When using o-series models, Inspect automatically enables the store option so that reasoning blocks can be retrieved by the model from the conversation history. To control this behavior explicitly use the responses_store model argument. For example:

inspect eval math.py --model openai/o4-mini -M responses_store=false

For example, you might need to do this if you have a non-logging interface to OpenAI models (as store is incompatible with non-logging interfaces).

Claude 3.7 Sonnet

Anthropic’s Claude 3.7 Sonnet model includes optional support for extended thinking. Unlike other reasoning models 3.7 Sonnet is a hybrid model that supports both normal and reasoning modes. This means that you need to explicitly request reasoning by specifying the reasoning_tokens option, for example:

inspect eval math.py \
  --model anthropic/claude-3-7-sonnet-latest \
  --reasoning-tokens 4096

Tokens

The max_tokens for any given request is determined as follows:

  1. If you only specify reasoning_tokens, then the max_tokens will be set to 4096 + reasoning_tokens (as 4096 is the standard Inspect default for Anthropic max tokens).
  2. If you explicitly specify a max_tokens, that value will be used as the max tokens without modification (so should accomodate sufficient space for both your reasoning_tokens and normal output).

Inspect will automatically use response streaming whenever extended thinking is enabled to mitigate against networking issue that can occur for long running requests.

History

Note that Anthropic requests that all reasoning blocks and played back to the model in chat conversations (although they will only use the last reasoning block and will not bill for tokens on previous ones). Consquently, the reasoning_history option has no effect for Claude 3.7 models (it effectively always uses last).

Tools

When using tools, you should read Anthropic’s documentation on extended thinking with tool use. In short, thinking occurs on the first assistant turn and then the normal tool loop is run without additional thinking. Thinking is re-triggered when the tool loop is exited (i.e. a user message without a tool result is received).

Google Gemini

Google currently makes available several Gemini reasoning models, the most recent of which are:

You can use the --reasoning-tokens option to control the amount of reasoning used by these models. For example:

inspect eval math.py \
  --model google/gemini-2.5-flash-preview-04-17 \
  --reasoning-tokens 4096

The Gemini API includes support for including reasoning in model output, however this feature is not yet enabled for any of their deployed reasoning models.

Grok

Grok currenntly makes available two reasoning models:

  • grok/grok-3-mini-beta

  • grok/grok-3-fast-beta

You can condition the amount of reasoning done by Grok using the [reasoning_effort]https://docs.x.ai/docs/guides/reasoning) option, which can be set to low or high.

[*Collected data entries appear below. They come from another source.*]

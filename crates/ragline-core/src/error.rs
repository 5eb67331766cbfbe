//! Error types for ragline
//!
//! Tool and retrieval failures are absorbed by the agent loop and become
//! degraded inputs for the next reasoning turn; language-model and
//! missing-session errors propagate to the caller as run failures.

use thiserror::Error;

#[derive(Error, Debug)]
pub enum Error {
    #[error("session not found: {0}")]
    SessionNotFound(String),

    #[error("unknown tool: {0}")]
    UnknownTool(String),

    #[error("tool '{name}' timed out after {timeout_ms}ms")]
    ToolTimeout { name: String, timeout_ms: u64 },

    #[error("tool '{name}' failed: {message}")]
    ToolExecution { name: String, message: String },

    #[error("retrieval unavailable: {0}")]
    RetrievalUnavailable(String),

    #[error("language model error: {0}")]
    LanguageModel(String),

    #[error("persistence failure: {0}")]
    Persistence(String),

    #[error("run deadline exceeded")]
    DeadlineExceeded,

    #[error("message must not be empty")]
    EmptyMessage,

    #[error("config error: {0}")]
    Config(String),

    #[error("io error: {0}")]
    Io(#[from] std::io::Error),

    #[error("json error: {0}")]
    Json(#[from] serde_json::Error),
}

pub type Result<T> = std::result::Result<T, Error>;

impl Error {
    pub fn tool_execution(name: impl Into<String>, message: impl Into<String>) -> Self {
        Self::ToolExecution {
            name: name.into(),
            message: message.into(),
        }
    }

    pub fn language_model(message: impl Into<String>) -> Self {
        Self::LanguageModel(message.into())
    }

    /// Whether the agent loop absorbs this error into a degraded input
    /// instead of failing the run.
    pub fn is_absorbed(&self) -> bool {
        matches!(
            self,
            Self::UnknownTool(_)
                | Self::ToolTimeout { .. }
                | Self::ToolExecution { .. }
                | Self::RetrievalUnavailable(_)
                | Self::Persistence(_)
        )
    }
}
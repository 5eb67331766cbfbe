//! LanguageModel and Embedder traits

use crate::types::{AssistantTurn, ChatRequest, StreamDelta};
use futures::Stream;
use std::pin::Pin;

/// Result type for LLM operations
pub type LlmResult<T> = Result<T, LlmError>;

/// LLM error types
#[derive(Debug, thiserror::Error)]
pub enum LlmError {
    #[error("request failed: {0}")]
    RequestFailed(String),

    #[error("authentication failed: {0}")]
    AuthFailed(String),

    #[error("rate limited: retry after {retry_after_ms}ms")]
    RateLimited { retry_after_ms: u64 },

    #[error("invalid response: {0}")]
    InvalidResponse(String),

    #[error("stream error: {0}")]
    StreamError(String),

    #[error("network error: {0}")]
    NetworkError(#[from] reqwest::Error),
}

impl From<LlmError> for ragline_core::Error {
    fn from(e: LlmError) -> Self {
        ragline_core::Error::LanguageModel(e.to_string())
    }
}

/// Stream type for model responses
pub type LlmStream = Pin<Box<dyn Stream<Item = LlmResult<StreamDelta>> + Send>>;

/// Language model contract consumed by the agent loop.
///
/// `generate` returns one full assistant turn; `stream` yields deltas in
/// generation order and terminates with `StreamDelta::Done`.
#[async_trait::async_trait]
pub trait LanguageModel: Send + Sync {
    fn name(&self) -> &str;

    async fn generate(&self, request: ChatRequest) -> LlmResult<AssistantTurn>;

    async fn stream(&self, request: ChatRequest) -> LlmResult<LlmStream>;
}

/// Embedding contract consumed by the retrieval engine
#[async_trait::async_trait]
pub trait Embedder: Send + Sync {
    /// Fixed output dimension for every vector this embedder produces.
    fn dimension(&self) -> usize;

    async fn embed(&self, text: &str) -> LlmResult<Vec<f32>>;
}
//! Ragline LLM - language-model and embedder contracts with an
//! OpenAI-compatible streaming provider

pub mod mock;
pub mod openai;
pub mod provider;
pub mod types;

pub use openai::{OpenAiEmbedder, OpenAiProvider};
pub use provider::{Embedder, LanguageModel, LlmError, LlmResult, LlmStream};
pub use types::*;
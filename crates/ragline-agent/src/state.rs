//! Run loop phases and bookkeeping
//!
//! The loop is a small state machine: Retrieve -> Reason -> (ActTools ->
//! Reason)* -> Persist -> Done. Transitions are pure functions of what the
//! model requested and whether the iteration cap is reached, so the loop
//! shape is testable without a model.

use ragline_core::Message;
use serde::{Deserialize, Serialize};
use serde_json::Value;

#[derive(Clone, Copy, Debug, PartialEq, Eq)]
pub enum Phase {
    Retrieve,
    Reason,
    ActTools,
    Persist,
    Done,
}

impl Phase {
    /// Retrieval always hands off to reasoning, even when it degraded.
    pub fn after_retrieve() -> Self {
        Phase::Reason
    }

    /// A turn with no tool calls is final. Hitting the iteration cap ends
    /// the run normally; any requested calls at the cap are not executed.
    pub fn after_reason(requested_tools: bool, at_cap: bool) -> Self {
        if requested_tools && !at_cap {
            Phase::ActTools
        } else {
            Phase::Persist
        }
    }

    pub fn after_act(at_cap: bool) -> Self {
        if at_cap {
            Phase::Persist
        } else {
            Phase::Reason
        }
    }
}

/// Per-run options, overriding the configured defaults where set.
#[derive(Clone, Debug, Default)]
pub struct RunOptions {
    pub enable_retrieval: Option<bool>,
    pub max_iterations: Option<usize>,
    /// Absolute deadline for the whole run, checked at suspension points.
    pub deadline: Option<tokio::time::Instant>,
}

/// One executed tool call, recorded for the run outcome.
#[derive(Clone, Debug, Serialize, Deserialize)]
pub struct ToolCallRecord {
    pub name: String,
    pub arguments: Value,
    pub output: String,
    pub is_error: bool,
}

/// Mutable loop state for a single run.
pub struct LoopState {
    pub iterations: usize,
    pub max_iterations: usize,
    pub tool_calls: Vec<ToolCallRecord>,
    /// Messages created by this run, in order, for durable persistence.
    pub new_messages: Vec<Message>,
}

impl LoopState {
    pub fn new(max_iterations: usize) -> Self {
        Self {
            iterations: 0,
            max_iterations,
            tool_calls: Vec::new(),
            new_messages: Vec::new(),
        }
    }

    pub fn at_cap(&self) -> bool {
        self.iterations >= self.max_iterations
    }
}

/// The completed run, mirroring what non-streaming callers receive.
#[derive(Clone, Debug, Serialize, Deserialize)]
pub struct RunOutcome {
    pub response: String,
    pub session_id: String,
    pub tool_calls: Vec<ToolCallRecord>,
    pub iterations: usize,
}
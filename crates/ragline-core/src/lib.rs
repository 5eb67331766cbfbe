//! Ragline Core - shared types, error taxonomy, and configuration

pub mod config;
pub mod error;
pub mod types;

pub use config::*;
pub use error::{Error, Result};
pub use types::*;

inspect eval math.py --model grok/grok-3-mini-beta --reasoning-effort high

DeepSeek-R1

DeepSeek-R1 is an open-weights reasoning model from DeepSeek. It is generally available either in its original form or as a distillation of R1 based on another open weights model (e.g. Qwen or Llama-based models).

DeepSeek models can be accessed directly using their OpenAI interface. Further, a number of model hosting providers supported by Inspect make DeepSeek available, for example:

Provider Model
Together AI together/deepseek-ai/DeepSeek-R1 (docs)
Groq groq/deepseek-r1-distill-llama-70b (docs)
Ollama ollama/deepseek-r1:<tag> (docs)

There isn’t currently a way to customise the reasoning_effort of DeepSeek models, although they have indicated that this will be available soon.

Reasoning content from DeepSeek models is captured using either the reasoning_content field made available by the hosted DeepSeek API or the <think> tags used by various hosting providers.